Mary’s own back story – from abandoned child in New Orleans through teenage runaway years, university drop out, petty crime, successful cook and restaurant owner through sleuth to singer songwriter, fuels her insightful songs.
“With songwriting as powerful as hers, there’s no need to go looking for qualifiers… She’s a unique, intrinsically valuable musical voice. And there’s never a surplus of those,” wrote Randy Lewis in the Los Angeles Times
Her song Mercy Now earned her the title of Americana Music Association’s New/ Emerging Artist of the Year title and The Foundling, premiered in the Foundling Hospital in London, also won awards.
Now, in her first studio album in four years, Mary has taken back the reins of her career and produced the album with Patrick Granado.
One track on Trouble and Love, How You Learn To Live Alone, was chosen for the TV show Nashville, and on the album Duane Eddy plays guitar on this song.
Mary didn’t write her first song until she turned 30, and for the new album, the songs are inspired from what she describes as an especially dark period. Previous albums have featured virtuosic fiddle playing, but here the sound is lower.

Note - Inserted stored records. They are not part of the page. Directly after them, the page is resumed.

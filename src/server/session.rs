use super::state::ServerState;
use crate::user::auth::AuthTokenValue;
use crate::user::UserRole;

use axum::{
    extract::FromRequestParts,
    http::{request::Parts, StatusCode},
    response::IntoResponse,
};
use axum_extra::extract::cookie::{Cookie, CookieJar};
use tracing::{debug, error};

#[derive(Debug, Clone)]
pub struct Session {
    pub user_id: usize,
    pub user_handle: String,
    pub token: String,
    pub role: UserRole,
}

impl Session {
    pub fn require(&self, role: UserRole) -> Result<(), SessionExtractionError> {
        if self.role.has_role(role) {
            Ok(())
        } else {
            debug!(
                "User {} with role {} lacks role {}",
                self.user_handle,
                self.role.as_str(),
                role.as_str()
            );
            Err(SessionExtractionError::Forbidden)
        }
    }
}

pub const COOKIE_SESSION_TOKEN_KEY: &str = "session_token";
pub const HEADER_SESSION_TOKEN_KEY: &str = "Authorization";

#[derive(Debug, PartialEq, Eq)]
pub enum SessionExtractionError {
    /// No token, or a token that does not belong to anyone.
    Unauthorized,
    /// Valid session whose role is too low.
    Forbidden,
    InternalError,
}

impl IntoResponse for SessionExtractionError {
    fn into_response(self) -> axum::response::Response {
        match self {
            SessionExtractionError::Unauthorized => StatusCode::UNAUTHORIZED.into_response(),
            SessionExtractionError::Forbidden => StatusCode::FORBIDDEN.into_response(),
            SessionExtractionError::InternalError => {
                StatusCode::INTERNAL_SERVER_ERROR.into_response()
            }
        }
    }
}

fn extract_session_token_from_cookies(parts: &Parts) -> Option<String> {
    CookieJar::from_headers(&parts.headers)
        .get(COOKIE_SESSION_TOKEN_KEY)
        .map(Cookie::value)
        .filter(|s| !s.is_empty())
        .map(|s| s.to_string())
}

fn extract_session_token_from_headers(parts: &Parts) -> Option<String> {
    parts
        .headers
        .get(HEADER_SESSION_TOKEN_KEY)
        .map(|v| String::from_utf8_lossy(v.as_bytes()).into_owned())
        .map(|v| v.strip_prefix("Bearer ").map(str::to_string).unwrap_or(v))
}

fn extract_session_from_request_parts(
    parts: &Parts,
    ctx: &ServerState,
) -> Result<Session, SessionExtractionError> {
    let token = extract_session_token_from_cookies(parts)
        .or_else(|| extract_session_token_from_headers(parts))
        .ok_or_else(|| {
            debug!("No token in cookies nor headers.");
            SessionExtractionError::Unauthorized
        })?;

    let user_manager = ctx.user_manager.lock().map_err(|_| {
        error!("User manager lock poisoned");
        SessionExtractionError::InternalError
    })?;
    let auth_token_value = AuthTokenValue(token);
    let auth_token = match user_manager.get_auth_token(&auth_token_value) {
        Ok(Some(token)) => token,
        Ok(None) => {
            debug!("Auth token not found in database");
            return Err(SessionExtractionError::Unauthorized);
        }
        Err(e) => {
            error!("Failed to get auth token from database: {}", e);
            return Err(SessionExtractionError::InternalError);
        }
    };

    if let Err(e) = user_manager.update_auth_token_last_used(&auth_token_value) {
        debug!("Failed to update auth token last_used timestamp: {}", e);
    }

    let resolved = user_manager
        .get_user_handle(auth_token.user_id)
        .and_then(|handle| Ok((handle, user_manager.get_user_role(auth_token.user_id)?)));
    let (handle, role) = match resolved {
        Ok((Some(handle), role)) => (handle, role),
        Ok((None, _)) => return Err(SessionExtractionError::Unauthorized),
        Err(e) => {
            error!(
                "Failed to resolve user {} for session: {}",
                auth_token.user_id, e
            );
            return Err(SessionExtractionError::InternalError);
        }
    };

    Ok(Session {
        user_id: auth_token.user_id,
        user_handle: handle,
        token: auth_token.value.0,
        role,
    })
}

impl FromRequestParts<ServerState> for Session {
    type Rejection = SessionExtractionError;

    async fn from_request_parts(
        parts: &mut Parts,
        ctx: &ServerState,
    ) -> Result<Self, Self::Rejection> {
        extract_session_from_request_parts(parts, ctx)
    }
}

impl FromRequestParts<ServerState> for Option<Session> {
    type Rejection = SessionExtractionError;

    async fn from_request_parts(
        parts: &mut Parts,
        ctx: &ServerState,
    ) -> Result<Self, Self::Rejection> {
        match extract_session_from_request_parts(parts, ctx) {
            Ok(session) => Ok(Some(session)),
            Err(SessionExtractionError::InternalError) => {
                Err(SessionExtractionError::InternalError)
            }
            Err(_) => Ok(None),
        }
    }
}

/// Declares an extractor that only accepts sessions holding at least the
/// given role.
macro_rules! role_session {
    ($name:ident, $role:expr) => {
        #[derive(Debug)]
        pub struct $name(pub Session);

        impl FromRequestParts<ServerState> for $name {
            type Rejection = SessionExtractionError;

            async fn from_request_parts(
                parts: &mut Parts,
                ctx: &ServerState,
            ) -> Result<Self, Self::Rejection> {
                let session = extract_session_from_request_parts(parts, ctx)?;
                session.require($role)?;
                Ok($name(session))
            }
        }
    };
}

role_session!(ViewerSession, UserRole::Viewer);
role_session!(ManagerSession, UserRole::Manager);
role_session!(AdminSession, UserRole::Admin);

The heart of stories is love, but not the kind of love that’s celebrated on pop charts or even the country classics, she says.
The final track, Another Train, was written while she was on a lengthy tour of the UK, and inspired by a railway station sign that gave her confidence that personal loss would not be fatal.
Both the title track and Worthy capture the universal condition, “love, loss, and a life transformed” – Mary sums it up: “It’s not a random collection of songs. This record is a story. And there’s no such thing as going too deep.”
It’s a remarkable album that develops Mary’s performances and songs, rather than one put out “because it’s time.”
She is at the Maverick Festival in Suffolk at the beginning of July, and returns to the UK in the autumn – dates still to be announced.